[Start of section]

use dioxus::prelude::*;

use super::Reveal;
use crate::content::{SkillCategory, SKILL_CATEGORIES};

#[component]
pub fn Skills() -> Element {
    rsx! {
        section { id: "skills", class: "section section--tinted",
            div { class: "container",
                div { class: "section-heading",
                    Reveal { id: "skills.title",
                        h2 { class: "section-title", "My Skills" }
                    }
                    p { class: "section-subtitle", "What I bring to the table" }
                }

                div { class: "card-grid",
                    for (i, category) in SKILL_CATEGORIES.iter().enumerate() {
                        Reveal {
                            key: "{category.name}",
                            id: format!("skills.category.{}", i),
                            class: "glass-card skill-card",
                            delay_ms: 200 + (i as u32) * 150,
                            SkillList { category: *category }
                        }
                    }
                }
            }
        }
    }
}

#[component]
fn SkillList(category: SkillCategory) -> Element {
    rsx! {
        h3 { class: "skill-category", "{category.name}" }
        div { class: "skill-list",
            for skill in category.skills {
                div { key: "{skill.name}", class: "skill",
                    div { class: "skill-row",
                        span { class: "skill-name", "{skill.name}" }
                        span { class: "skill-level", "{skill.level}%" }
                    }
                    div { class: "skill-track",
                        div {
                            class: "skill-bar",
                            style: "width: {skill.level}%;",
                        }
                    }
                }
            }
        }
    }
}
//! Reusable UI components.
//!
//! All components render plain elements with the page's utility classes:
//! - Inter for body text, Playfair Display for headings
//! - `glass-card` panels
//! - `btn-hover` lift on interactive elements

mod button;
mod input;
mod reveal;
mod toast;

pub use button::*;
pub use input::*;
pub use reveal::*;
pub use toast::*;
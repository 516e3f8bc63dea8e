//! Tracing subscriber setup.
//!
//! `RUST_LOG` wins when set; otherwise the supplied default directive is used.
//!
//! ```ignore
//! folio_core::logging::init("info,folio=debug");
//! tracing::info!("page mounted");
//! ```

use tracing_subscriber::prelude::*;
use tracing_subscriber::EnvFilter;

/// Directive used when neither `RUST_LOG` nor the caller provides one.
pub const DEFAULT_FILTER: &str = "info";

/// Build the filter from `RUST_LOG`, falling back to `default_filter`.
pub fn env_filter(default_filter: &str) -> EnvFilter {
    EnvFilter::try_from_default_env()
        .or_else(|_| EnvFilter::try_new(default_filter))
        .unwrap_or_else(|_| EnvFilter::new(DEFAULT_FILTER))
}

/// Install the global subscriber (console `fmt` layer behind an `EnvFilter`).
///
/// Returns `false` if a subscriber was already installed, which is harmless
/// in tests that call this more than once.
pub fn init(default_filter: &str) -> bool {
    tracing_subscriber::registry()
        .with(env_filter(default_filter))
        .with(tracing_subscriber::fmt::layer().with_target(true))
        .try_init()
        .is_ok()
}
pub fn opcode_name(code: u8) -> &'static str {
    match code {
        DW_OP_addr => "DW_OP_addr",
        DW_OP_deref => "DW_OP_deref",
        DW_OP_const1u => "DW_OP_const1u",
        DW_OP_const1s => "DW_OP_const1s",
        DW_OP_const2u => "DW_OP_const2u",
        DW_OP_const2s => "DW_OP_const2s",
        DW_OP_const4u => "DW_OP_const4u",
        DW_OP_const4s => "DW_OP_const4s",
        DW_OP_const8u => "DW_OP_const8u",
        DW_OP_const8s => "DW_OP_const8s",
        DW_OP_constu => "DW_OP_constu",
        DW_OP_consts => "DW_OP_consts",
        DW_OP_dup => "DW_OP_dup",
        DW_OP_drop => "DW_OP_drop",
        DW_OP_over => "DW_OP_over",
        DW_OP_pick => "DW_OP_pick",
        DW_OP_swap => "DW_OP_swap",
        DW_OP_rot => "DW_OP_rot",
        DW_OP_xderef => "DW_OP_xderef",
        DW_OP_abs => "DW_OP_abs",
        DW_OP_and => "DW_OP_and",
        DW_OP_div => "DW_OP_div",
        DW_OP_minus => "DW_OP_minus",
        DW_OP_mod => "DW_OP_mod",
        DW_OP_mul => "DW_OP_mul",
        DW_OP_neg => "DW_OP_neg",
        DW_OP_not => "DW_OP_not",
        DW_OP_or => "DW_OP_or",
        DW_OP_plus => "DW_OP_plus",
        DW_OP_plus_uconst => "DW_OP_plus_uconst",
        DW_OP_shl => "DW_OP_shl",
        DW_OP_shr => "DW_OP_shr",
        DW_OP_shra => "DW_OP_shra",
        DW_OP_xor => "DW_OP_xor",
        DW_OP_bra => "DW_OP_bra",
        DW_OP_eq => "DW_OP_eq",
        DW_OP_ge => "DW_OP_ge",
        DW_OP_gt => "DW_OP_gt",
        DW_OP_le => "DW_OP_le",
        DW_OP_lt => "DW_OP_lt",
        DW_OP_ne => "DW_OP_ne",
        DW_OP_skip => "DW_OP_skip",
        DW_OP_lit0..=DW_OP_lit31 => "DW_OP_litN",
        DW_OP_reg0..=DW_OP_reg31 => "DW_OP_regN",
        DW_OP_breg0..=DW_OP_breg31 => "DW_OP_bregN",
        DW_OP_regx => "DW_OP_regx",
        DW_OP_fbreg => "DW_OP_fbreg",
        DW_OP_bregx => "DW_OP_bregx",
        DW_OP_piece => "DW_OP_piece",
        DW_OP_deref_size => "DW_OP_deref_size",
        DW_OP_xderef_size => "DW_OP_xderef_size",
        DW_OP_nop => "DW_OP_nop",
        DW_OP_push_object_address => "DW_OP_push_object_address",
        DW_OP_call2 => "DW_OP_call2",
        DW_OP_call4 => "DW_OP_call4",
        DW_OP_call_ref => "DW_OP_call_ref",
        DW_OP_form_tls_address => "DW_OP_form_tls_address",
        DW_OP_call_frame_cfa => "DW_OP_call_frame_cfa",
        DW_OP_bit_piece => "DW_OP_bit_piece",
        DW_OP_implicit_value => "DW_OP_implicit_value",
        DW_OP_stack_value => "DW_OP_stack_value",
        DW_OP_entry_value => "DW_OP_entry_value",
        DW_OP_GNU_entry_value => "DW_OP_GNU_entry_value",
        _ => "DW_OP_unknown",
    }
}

[End of section]

_The problem_
Please give, as a bare number, how many lines in the listing above include the word "EnvFilter".

_Answer for this exercise_
6